▶ _Dataset entries_
:::::

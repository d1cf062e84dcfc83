use async_trait::async_trait;
use clamav_client::{clean, Tcp};
use std::path::{Path, PathBuf};
use std::str;
use std::time::{Duration, Instant};

use sentinela_core::ScanVerdict;

use super::{parse_threat_names, prepare_target, ScanError, VirusScanner, UNKNOWN_THREAT};

const ENGINE_NAME: &str = "clamd";
const DEFAULT_PROBE_TIMEOUT_SECS: u64 = 5;

/// Scan engine backed by a clamd daemon reached over TCP.
///
/// File contents are streamed to the daemon (`INSTREAM`), so the daemon does
/// not need access to the upload directory.
#[derive(Clone, Debug)]
pub struct ClamdScanGateway {
    host: String,
    port: u16,
    allowed_roots: Vec<PathBuf>,
    probe_timeout: Duration,
}

enum ClamdOutcome {
    Clean,
    Infected(Vec<String>),
}

impl ClamdScanGateway {
    /// Create a new ClamdScanGateway.
    ///
    /// # Arguments
    /// * `host` - clamd hostname
    /// * `port` - clamd port (typically 3310)
    /// * `allowed_roots` - directories files must resolve into
    pub fn new(host: String, port: u16, allowed_roots: Vec<PathBuf>) -> Self {
        Self {
            host,
            port,
            allowed_roots,
            probe_timeout: Duration::from_secs(DEFAULT_PROBE_TIMEOUT_SECS),
        }
    }

    pub fn with_probe_timeout(mut self, probe_timeout: Duration) -> Self {
        self.probe_timeout = probe_timeout;
        self
    }

    pub fn from_config(config: &sentinela_core::ScanConfig) -> Self {
        Self::new(
            config.clamd_host.clone(),
            config.clamd_port,
            config.allowed_roots.clone(),
        )
        .with_probe_timeout(config.probe_timeout())
    }

    fn address(&self) -> String {
        format!("{}:{}", self.host, self.port)
    }
}

#[async_trait]
impl VirusScanner for ClamdScanGateway {
    fn engine_name(&self) -> &str {
        ENGINE_NAME
    }

    /// Uses the sync client inside spawn_blocking to avoid !Send tokio futures.
    #[tracing::instrument(skip(self), fields(host = %self.host, port = %self.port))]
    async fn scan(
        &self,
        path: &Path,
        max_size: u64,
        timeout: Duration,
    ) -> Result<ScanVerdict, ScanError> {
        let (target, size) = prepare_target(path, &self.allowed_roots, max_size).await?;
        let start = Instant::now();
        tracing::debug!(size_bytes = size, "Starting clamd scan");

        let address = self.address();
        let file = target.clone();
        let result = tokio::time::timeout(
            timeout,
            tokio::task::spawn_blocking(move || {
                let connection = Tcp {
                    host_address: address.as_str(),
                };
                let response = clamav_client::scan_file(&file, connection, None)
                    .map_err(|e| ScanError::EngineUnavailable(e.to_string()))?;
                let is_clean = clean(&response).map_err(|e| ScanError::EngineError {
                    exit_code: None,
                    stderr: format!("Failed to parse clamd response: {}", e),
                })?;
                if is_clean {
                    return Ok(ClamdOutcome::Clean);
                }
                let response = str::from_utf8(&response)
                    .unwrap_or("")
                    .trim_end_matches('\0')
                    .trim();
                if response.ends_with("ERROR") {
                    return Err(ScanError::EngineError {
                        exit_code: None,
                        stderr: response.to_string(),
                    });
                }
                let mut threats = parse_threat_names(response);
                if threats.is_empty() {
                    threats.push(UNKNOWN_THREAT.to_string());
                }
                Ok(ClamdOutcome::Infected(threats))
            }),
        )
        .await;

        let elapsed_ms = start.elapsed().as_millis() as u64;
        match result {
            Ok(Ok(Ok(ClamdOutcome::Clean))) => {
                tracing::info!(duration_ms = elapsed_ms, "File scan completed: clean");
                Ok(ScanVerdict::clean(target, elapsed_ms, ENGINE_NAME))
            }
            Ok(Ok(Ok(ClamdOutcome::Infected(threats)))) => {
                tracing::warn!(
                    duration_ms = elapsed_ms,
                    threats = %threats.join(", "),
                    "File scan detected malware"
                );
                Ok(ScanVerdict::infected(target, threats, elapsed_ms, ENGINE_NAME))
            }
            Ok(Ok(Err(e))) => {
                tracing::error!(error = %e, "clamd scan failed");
                Err(e)
            }
            Ok(Err(e)) => {
                tracing::error!(error = %e, "clamd scan task panicked");
                Err(ScanError::Internal(format!("clamd scan task join error: {}", e)))
            }
            Err(_) => {
                let timeout_ms = timeout.as_millis() as u64;
                tracing::warn!(timeout_ms, "clamd scan timed out");
                Err(ScanError::ScanTimeout { timeout_ms })
            }
        }
    }

    async fn is_available(&self) -> bool {
        let address = self.address();
        let probe = tokio::task::spawn_blocking(move || {
            let connection = Tcp {
                host_address: address.as_str(),
            };
            clamav_client::ping(connection)
        });

        match tokio::time::timeout(self.probe_timeout, probe).await {
            Ok(Ok(Ok(response))) => response.starts_with(b"PONG"),
            Ok(Ok(Err(e))) => {
                tracing::warn!(error = %e, address = %self.address(), "clamd ping failed");
                false
            }
            Ok(Err(e)) => {
                tracing::error!(error = %e, "clamd ping task panicked");
                false
            }
            Err(_) => {
                tracing::warn!(address = %self.address(), "clamd ping timed out");
                false
            }
        }
    }
}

:::::

▶ _EXERCISE DETAILS_
What this exercise asks for is every line of the data above with the word "daemon".

▶ _WRITTEN RESPONSE_
/// Scan engine backed by a clamd daemon reached over TCP.
/// File contents are streamed to the daemon (`INSTREAM`), so the daemon does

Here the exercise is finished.